Ecco, qui non si sta esprimendo nessuna nostalgia dei “bei tempi andati” (che pullulavano di altre problematiche), né si vuole operare alcuna demonizzazione a senso unico dei social media. E, tuttavia, a proposito del tramonto dell’Occidente, disarticolato dai molteplici paradossi interessati del postmodernismo, va evitato l’errore di gettare il bambino da educare anche razionalmente all’autonomia e al senso di solidarietà con l’acqua sporca dei lasciti difettosi di questa parte di mondo.

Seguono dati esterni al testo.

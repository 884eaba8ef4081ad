use serde::{Deserialize, Serialize};
use ts_rs::TS;

use crate::catalog::{self, Questionnaire};
use crate::responses::ResponseSet;
use crate::scoring::{self, Band, ExpectedItem, LIKERT, ScoreRange, Severity};
use crate::validation::ValidationError;
use crate::Instrument;

/// PHQ-9: Patient Health Questionnaire-9.
/// Nine depression items, each 0–3. Total 0–27. Item 9 screens for
/// thoughts of self-harm and is reported on its own.
pub struct Phq9;

pub const SCHEMA: &[ExpectedItem] = &[
    ExpectedItem::new("phq9_q1", LIKERT),
    ExpectedItem::new("phq9_q2", LIKERT),
    ExpectedItem::new("phq9_q3", LIKERT),
    ExpectedItem::new("phq9_q4", LIKERT),
    ExpectedItem::new("phq9_q5", LIKERT),
    ExpectedItem::new("phq9_q6", LIKERT),
    ExpectedItem::new("phq9_q7", LIKERT),
    ExpectedItem::new("phq9_q8", LIKERT),
    ExpectedItem::new("phq9_q9", LIKERT),
];

const SELF_HARM_ITEM: &str = "phq9_q9";

pub const TOTAL_RANGE: ScoreRange = ScoreRange::new(0, 27);

pub const SEVERITY: &[Band<Severity>] = &[
    Band::new(0, 4, Severity::Minimal),
    Band::new(5, 9, Severity::Mild),
    Band::new(10, 14, Severity::Moderate),
    Band::new(15, 19, Severity::ModeratelySevere),
    Band::new(20, 27, Severity::Severe),
];

/// Totals at or above this trigger the C-SSRS regardless of item 9.
pub const CSSRS_TOTAL_THRESHOLD: u32 = 10;

pub const CSSRS_RECOMMENDED_MESSAGE: &str =
    "Administer the C-SSRS screener because item 9 was positive or the total score indicates elevated risk.";
const CSSRS_NOT_REQUIRED_MESSAGE: &str =
    "C-SSRS screener is not required based on current PHQ-9 responses.";

impl Instrument for Phq9 {
    fn id(&self) -> &str {
        "phq9"
    }

    fn name(&self) -> &str {
        "PHQ-9"
    }

    fn questionnaire(&self) -> &Questionnaire {
        static QUESTIONNAIRE: std::sync::LazyLock<Questionnaire> =
            std::sync::LazyLock::new(|| Questionnaire {
                id: "phq9".to_string(),
                title: "Patient Health Questionnaire-9 (PHQ-9)".to_string(),
                description: catalog::TWO_WEEK_PROMPT.to_string(),
                questions: catalog::likert_questions(
                    "phq9",
                    &[
                        "Little interest or pleasure in doing things",
                        "Feeling down, depressed, or hopeless",
                        "Trouble falling or staying asleep, or sleeping too much",
                        "Feeling tired or having little energy",
                        "Poor appetite or overeating",
                        "Feeling bad about yourself, or that you are a failure or have let yourself or your family down",
                        "Trouble concentrating on things, such as reading the newspaper or watching television",
                        "Moving or speaking so slowly that other people could have noticed? Or the opposite, being so fidgety or restless that you have been moving around a lot more than usual",
                        "Thoughts that you would be better off dead or of hurting yourself in some way",
                    ],
                ),
            });
        &QUESTIONNAIRE
    }

    fn schema(&self) -> &'static [ExpectedItem] {
        SCHEMA
    }
}

#[derive(Debug, Clone, PartialEq, Eq, Serialize, Deserialize, TS)]
#[ts(export)]
pub struct Phq9Result {
    pub total_score: u32,
    pub item_9_score: u32,
    pub severity: Severity,
    pub recommend_cssrs: bool,
    pub message: String,
}

pub fn score(responses: &ResponseSet) -> Result<Phq9Result, ValidationError> {
    let answers = Phq9.validate(responses)?;

    let total_score = answers.total();
    let item_9_score = answers.value(SELF_HARM_ITEM);
    let recommend_cssrs = recommends_cssrs(item_9_score, total_score);

    let message = if recommend_cssrs {
        CSSRS_RECOMMENDED_MESSAGE
    } else {
        CSSRS_NOT_REQUIRED_MESSAGE
    };

    Ok(Phq9Result {
        total_score,
        item_9_score,
        severity: severity(total_score),
        recommend_cssrs,
        message: message.to_string(),
    })
}

pub fn severity(total: u32) -> Severity {
    scoring::severity(SEVERITY, total)
}

/// Any endorsement of item 9, or an elevated total on its own, calls for
/// the C-SSRS.
pub fn recommends_cssrs(item_9_score: u32, total: u32) -> bool {
    item_9_score > 0 || total >= CSSRS_TOTAL_THRESHOLD
}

Perché adesso di una riscoperta aggiornata della razionalità (limitata, circoscritta e plurale finché si vuole) e di una difesa dell’universalismo e dell’idea della società aperta delle democrazie liberali ce ne sarebbe un disperato bisogno. Altrimenti, dentro la sfera pubblica (troppo) piattaformizzata, ci ritroveremo “magari” tra non molto con una maggioranza di “veri credenti” nella terra piatta.